▸ What is required: Write out exactly the lines of the entries below from the one holding "while let Some(row) = stream.next().await.map_err(query_error)?" to the one holding "let outcome: Result<Vec<Record>, WikiGraphError>", inclusive, and leave out all other lines.

***

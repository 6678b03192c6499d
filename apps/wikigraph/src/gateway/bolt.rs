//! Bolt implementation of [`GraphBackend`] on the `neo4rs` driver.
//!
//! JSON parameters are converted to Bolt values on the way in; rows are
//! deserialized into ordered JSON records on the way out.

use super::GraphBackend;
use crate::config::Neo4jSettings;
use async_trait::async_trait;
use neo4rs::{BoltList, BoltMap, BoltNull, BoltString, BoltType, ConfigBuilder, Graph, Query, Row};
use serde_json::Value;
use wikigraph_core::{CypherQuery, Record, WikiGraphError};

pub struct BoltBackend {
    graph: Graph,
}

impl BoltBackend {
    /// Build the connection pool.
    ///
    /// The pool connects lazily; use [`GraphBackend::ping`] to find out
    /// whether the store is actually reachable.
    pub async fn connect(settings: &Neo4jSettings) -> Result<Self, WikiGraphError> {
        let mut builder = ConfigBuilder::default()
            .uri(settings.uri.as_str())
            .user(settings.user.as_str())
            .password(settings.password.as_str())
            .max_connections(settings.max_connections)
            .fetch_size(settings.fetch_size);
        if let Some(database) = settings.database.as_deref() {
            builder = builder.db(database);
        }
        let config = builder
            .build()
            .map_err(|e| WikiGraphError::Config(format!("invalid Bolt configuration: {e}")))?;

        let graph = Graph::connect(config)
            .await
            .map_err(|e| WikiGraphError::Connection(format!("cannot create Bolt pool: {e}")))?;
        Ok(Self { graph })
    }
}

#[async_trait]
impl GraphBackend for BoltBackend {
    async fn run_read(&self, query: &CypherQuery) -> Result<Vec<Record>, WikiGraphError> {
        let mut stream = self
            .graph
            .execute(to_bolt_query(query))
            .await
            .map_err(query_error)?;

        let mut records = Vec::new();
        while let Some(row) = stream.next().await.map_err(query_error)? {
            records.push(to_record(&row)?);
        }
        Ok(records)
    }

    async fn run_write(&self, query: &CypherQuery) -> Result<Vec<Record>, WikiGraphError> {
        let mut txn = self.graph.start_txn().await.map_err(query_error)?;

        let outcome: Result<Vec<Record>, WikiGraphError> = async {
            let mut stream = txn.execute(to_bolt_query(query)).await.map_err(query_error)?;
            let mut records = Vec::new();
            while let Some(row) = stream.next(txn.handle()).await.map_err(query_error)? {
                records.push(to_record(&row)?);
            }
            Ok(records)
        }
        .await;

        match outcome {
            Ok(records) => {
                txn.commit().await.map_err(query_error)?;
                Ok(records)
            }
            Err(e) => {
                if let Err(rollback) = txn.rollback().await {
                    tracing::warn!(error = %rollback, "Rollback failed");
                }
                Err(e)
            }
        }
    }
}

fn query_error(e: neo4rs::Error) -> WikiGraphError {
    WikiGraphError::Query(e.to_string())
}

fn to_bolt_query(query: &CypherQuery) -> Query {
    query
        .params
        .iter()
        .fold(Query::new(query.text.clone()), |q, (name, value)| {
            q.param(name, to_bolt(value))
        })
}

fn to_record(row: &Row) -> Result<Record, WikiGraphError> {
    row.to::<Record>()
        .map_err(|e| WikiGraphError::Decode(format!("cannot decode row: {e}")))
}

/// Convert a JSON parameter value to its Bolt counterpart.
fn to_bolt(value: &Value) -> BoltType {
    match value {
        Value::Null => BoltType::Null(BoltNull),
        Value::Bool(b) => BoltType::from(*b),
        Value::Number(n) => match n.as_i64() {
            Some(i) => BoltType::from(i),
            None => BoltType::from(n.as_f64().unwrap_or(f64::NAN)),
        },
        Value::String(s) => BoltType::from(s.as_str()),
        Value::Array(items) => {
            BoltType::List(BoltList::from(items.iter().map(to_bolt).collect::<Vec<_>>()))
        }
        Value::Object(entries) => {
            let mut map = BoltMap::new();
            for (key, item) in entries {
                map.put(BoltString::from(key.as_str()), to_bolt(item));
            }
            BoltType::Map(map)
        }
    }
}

***

▸ Task result:
        while let Some(row) = stream.next().await.map_err(query_error)? {
            records.push(to_record(&row)?);
        }
        Ok(records)
    }

    async fn run_write(&self, query: &CypherQuery) -> Result<Vec<Record>, WikiGraphError> {
        let mut txn = self.graph.start_txn().await.map_err(query_error)?;

        let outcome: Result<Vec<Record>, WikiGraphError> = async {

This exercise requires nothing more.